[Stored data entries]
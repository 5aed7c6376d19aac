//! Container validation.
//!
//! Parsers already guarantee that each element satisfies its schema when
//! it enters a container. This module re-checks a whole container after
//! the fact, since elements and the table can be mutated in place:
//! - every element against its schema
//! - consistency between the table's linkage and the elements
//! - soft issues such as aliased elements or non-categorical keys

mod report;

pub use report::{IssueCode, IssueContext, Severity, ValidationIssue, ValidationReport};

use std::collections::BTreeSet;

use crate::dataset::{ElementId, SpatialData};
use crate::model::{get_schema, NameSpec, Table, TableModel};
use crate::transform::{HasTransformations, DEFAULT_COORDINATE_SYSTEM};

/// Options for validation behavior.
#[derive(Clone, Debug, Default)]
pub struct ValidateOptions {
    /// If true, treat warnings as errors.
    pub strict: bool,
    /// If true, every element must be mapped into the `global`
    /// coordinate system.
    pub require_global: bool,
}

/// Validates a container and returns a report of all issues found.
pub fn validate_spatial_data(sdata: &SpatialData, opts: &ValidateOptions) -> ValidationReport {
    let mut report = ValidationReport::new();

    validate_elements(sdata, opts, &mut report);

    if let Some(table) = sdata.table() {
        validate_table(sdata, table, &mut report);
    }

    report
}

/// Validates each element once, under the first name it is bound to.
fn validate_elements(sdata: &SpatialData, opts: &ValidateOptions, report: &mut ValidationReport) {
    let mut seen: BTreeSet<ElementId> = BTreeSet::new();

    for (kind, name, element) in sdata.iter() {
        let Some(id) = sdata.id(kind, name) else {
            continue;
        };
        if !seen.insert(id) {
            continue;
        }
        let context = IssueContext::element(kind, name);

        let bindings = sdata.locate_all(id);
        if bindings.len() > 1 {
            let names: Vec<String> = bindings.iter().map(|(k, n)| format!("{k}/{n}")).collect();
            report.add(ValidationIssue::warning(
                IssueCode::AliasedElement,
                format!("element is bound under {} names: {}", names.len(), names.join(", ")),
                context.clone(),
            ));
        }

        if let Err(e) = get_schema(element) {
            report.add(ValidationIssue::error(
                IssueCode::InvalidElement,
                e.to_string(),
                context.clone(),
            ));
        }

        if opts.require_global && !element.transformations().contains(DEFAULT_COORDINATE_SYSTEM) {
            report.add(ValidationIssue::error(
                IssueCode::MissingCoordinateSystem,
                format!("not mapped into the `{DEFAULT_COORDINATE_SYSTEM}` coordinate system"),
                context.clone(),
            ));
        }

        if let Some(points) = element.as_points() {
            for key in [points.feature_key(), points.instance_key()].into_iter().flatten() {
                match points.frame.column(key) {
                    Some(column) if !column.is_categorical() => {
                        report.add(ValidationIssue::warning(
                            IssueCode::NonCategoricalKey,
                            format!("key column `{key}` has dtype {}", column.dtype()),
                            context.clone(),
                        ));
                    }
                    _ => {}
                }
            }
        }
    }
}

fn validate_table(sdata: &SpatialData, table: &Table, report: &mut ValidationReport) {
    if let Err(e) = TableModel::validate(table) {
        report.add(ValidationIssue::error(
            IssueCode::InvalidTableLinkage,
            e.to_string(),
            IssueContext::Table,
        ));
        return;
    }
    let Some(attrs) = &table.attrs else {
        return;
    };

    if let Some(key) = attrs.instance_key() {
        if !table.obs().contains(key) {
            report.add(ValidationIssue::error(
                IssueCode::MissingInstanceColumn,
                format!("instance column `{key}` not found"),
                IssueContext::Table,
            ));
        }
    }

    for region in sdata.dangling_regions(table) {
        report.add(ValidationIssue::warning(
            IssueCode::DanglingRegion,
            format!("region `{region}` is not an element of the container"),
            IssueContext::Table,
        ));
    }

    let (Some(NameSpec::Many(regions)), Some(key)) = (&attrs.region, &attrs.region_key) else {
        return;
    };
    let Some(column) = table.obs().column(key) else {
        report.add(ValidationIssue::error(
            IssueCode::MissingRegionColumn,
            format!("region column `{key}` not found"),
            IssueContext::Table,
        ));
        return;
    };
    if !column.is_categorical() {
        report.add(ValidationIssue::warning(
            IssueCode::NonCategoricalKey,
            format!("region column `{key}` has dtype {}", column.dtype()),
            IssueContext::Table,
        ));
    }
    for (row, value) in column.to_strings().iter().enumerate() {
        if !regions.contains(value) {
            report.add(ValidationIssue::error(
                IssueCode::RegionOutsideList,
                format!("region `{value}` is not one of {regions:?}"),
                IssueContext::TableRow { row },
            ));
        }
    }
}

--

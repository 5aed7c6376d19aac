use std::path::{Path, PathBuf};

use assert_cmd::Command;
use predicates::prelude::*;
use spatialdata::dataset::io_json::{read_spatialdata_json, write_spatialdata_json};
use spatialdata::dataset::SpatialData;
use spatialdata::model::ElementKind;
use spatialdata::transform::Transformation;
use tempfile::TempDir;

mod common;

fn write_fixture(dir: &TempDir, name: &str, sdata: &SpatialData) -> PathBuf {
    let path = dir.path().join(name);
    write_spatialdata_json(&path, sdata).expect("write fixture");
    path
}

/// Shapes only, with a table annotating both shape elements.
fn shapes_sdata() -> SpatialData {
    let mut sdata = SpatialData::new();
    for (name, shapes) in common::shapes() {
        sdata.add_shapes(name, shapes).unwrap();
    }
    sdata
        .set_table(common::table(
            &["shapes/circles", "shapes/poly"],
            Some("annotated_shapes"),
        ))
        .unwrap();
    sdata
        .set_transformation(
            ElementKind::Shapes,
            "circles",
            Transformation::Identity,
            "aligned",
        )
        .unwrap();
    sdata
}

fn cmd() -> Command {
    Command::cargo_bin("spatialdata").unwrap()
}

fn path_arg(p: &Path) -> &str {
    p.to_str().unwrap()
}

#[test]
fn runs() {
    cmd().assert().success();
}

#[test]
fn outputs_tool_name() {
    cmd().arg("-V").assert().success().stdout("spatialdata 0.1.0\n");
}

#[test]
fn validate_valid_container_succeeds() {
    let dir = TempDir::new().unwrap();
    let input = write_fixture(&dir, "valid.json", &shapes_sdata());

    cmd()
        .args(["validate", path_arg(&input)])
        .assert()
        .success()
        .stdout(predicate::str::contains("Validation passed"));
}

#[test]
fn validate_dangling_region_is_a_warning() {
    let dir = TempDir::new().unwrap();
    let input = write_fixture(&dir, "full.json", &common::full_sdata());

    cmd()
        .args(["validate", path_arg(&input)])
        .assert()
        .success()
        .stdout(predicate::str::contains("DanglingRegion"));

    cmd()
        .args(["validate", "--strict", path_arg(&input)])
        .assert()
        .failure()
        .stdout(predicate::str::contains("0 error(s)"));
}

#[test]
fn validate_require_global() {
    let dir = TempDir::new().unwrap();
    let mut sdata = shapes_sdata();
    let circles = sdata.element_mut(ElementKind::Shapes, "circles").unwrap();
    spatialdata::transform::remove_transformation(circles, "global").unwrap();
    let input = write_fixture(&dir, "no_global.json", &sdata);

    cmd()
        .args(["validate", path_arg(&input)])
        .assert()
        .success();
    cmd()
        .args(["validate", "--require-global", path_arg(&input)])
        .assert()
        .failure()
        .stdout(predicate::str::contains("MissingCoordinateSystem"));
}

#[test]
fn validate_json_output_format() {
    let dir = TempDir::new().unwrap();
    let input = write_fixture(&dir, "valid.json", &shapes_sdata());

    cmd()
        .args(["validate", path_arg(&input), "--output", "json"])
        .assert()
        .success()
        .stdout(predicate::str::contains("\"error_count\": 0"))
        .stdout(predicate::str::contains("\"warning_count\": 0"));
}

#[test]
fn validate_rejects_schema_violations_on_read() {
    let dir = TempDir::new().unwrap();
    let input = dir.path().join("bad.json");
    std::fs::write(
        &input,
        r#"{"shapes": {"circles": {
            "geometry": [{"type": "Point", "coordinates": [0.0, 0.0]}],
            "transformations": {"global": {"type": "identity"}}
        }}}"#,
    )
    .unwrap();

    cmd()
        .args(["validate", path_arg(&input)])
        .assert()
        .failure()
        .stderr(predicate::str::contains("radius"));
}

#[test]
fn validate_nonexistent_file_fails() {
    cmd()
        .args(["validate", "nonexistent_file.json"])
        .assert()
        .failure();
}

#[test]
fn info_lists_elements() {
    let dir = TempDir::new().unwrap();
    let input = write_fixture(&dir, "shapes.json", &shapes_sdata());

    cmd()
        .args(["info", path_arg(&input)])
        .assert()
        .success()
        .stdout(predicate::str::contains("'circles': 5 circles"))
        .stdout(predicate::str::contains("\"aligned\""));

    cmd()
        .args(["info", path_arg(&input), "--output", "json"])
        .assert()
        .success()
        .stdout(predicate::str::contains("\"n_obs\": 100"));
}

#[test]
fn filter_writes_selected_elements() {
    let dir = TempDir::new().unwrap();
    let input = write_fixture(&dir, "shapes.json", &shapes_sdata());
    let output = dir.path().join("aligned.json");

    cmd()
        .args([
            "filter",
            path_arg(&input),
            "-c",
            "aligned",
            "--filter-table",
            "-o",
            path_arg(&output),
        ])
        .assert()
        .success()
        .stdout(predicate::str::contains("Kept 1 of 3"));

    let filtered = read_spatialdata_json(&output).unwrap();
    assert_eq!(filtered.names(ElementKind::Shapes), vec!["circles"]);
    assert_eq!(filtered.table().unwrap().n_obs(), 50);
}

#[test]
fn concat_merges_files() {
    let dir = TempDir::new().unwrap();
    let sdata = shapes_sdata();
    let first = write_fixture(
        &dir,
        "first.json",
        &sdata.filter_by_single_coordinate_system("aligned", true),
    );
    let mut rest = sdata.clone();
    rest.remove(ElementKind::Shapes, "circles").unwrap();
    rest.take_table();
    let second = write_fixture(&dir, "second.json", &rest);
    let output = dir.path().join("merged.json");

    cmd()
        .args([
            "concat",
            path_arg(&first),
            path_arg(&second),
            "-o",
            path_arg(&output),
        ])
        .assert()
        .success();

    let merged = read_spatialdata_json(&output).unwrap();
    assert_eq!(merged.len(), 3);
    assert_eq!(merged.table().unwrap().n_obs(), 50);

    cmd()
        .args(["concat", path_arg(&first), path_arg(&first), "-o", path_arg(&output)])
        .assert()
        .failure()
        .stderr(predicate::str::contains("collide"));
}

---

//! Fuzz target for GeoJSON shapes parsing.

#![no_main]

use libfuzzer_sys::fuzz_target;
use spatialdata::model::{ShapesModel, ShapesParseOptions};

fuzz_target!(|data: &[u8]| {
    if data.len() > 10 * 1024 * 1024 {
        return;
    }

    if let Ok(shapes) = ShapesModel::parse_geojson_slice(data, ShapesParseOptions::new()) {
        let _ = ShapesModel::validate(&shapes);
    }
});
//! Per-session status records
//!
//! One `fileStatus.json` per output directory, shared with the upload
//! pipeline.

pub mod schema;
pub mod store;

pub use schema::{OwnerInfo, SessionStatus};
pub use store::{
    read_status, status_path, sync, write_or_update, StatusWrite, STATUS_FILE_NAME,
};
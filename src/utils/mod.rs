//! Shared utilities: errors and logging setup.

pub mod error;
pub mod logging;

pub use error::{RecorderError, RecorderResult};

EXERCISE AIM =>
Each line above that has the word "seen" must be copied.

TASK OUTPUT =>
    let mut seen: BTreeSet<ElementId> = BTreeSet::new();
        if !seen.insert(id) {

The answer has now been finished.